- [Task brief] In the entries that follow, say how many lines contain the string "trainable". Give no other words.

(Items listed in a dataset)
····················
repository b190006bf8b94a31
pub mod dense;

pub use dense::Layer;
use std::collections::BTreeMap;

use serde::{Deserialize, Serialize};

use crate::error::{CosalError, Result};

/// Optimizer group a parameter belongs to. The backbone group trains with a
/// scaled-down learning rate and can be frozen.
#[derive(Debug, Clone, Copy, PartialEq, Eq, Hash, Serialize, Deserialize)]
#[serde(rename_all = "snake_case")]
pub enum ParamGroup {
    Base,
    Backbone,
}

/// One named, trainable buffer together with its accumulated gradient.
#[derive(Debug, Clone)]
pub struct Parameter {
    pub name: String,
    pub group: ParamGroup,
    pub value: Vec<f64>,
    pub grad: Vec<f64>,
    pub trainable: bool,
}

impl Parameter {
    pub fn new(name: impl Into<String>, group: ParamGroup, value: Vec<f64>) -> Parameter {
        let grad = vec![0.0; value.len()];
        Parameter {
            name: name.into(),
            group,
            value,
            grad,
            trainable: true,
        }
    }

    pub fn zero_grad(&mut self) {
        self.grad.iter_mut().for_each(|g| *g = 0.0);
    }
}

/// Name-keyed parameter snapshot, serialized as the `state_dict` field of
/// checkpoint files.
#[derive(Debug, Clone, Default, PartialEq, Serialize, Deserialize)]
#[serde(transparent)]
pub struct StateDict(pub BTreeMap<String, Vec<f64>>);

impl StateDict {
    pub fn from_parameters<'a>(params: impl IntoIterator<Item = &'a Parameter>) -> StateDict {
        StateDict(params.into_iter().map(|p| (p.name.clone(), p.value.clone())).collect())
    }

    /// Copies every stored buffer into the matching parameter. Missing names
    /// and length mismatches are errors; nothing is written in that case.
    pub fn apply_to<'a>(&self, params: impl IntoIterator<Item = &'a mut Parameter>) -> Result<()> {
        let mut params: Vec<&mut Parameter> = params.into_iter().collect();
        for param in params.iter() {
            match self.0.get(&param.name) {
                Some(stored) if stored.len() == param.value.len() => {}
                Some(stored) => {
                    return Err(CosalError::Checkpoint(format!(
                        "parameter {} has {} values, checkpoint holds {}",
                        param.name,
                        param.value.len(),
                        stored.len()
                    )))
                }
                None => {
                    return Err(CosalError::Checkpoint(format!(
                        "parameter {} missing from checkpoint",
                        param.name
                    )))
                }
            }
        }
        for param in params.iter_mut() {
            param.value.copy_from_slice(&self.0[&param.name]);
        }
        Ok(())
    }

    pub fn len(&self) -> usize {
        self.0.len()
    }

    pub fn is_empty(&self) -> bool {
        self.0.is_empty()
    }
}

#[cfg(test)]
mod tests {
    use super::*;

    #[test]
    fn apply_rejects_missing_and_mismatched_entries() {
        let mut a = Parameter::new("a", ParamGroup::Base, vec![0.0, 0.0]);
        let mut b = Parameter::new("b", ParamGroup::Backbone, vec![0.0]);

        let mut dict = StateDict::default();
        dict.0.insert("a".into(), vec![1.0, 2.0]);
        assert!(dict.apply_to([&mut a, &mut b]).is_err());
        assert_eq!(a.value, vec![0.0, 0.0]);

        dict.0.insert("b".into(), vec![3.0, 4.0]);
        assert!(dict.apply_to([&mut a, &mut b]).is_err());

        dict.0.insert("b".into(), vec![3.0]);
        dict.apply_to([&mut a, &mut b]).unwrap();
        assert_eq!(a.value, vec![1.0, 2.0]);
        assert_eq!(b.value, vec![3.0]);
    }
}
····················
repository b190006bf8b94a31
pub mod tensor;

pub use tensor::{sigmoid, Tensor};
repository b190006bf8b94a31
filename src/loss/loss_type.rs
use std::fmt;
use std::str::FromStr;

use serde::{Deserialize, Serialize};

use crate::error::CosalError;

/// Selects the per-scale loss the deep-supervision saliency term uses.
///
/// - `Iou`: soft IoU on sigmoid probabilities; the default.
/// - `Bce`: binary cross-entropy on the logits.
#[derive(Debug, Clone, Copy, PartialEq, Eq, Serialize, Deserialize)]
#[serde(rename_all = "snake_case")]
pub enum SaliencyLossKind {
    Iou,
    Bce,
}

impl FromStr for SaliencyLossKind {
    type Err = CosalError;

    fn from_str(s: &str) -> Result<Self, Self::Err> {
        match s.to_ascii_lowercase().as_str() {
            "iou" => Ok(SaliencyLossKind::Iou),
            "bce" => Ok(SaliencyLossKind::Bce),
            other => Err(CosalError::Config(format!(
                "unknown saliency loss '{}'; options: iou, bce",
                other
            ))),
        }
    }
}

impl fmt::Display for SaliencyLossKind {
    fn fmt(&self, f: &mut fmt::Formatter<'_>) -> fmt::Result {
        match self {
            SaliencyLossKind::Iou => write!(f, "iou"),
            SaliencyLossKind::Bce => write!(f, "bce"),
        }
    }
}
····················
- [The completed task] 3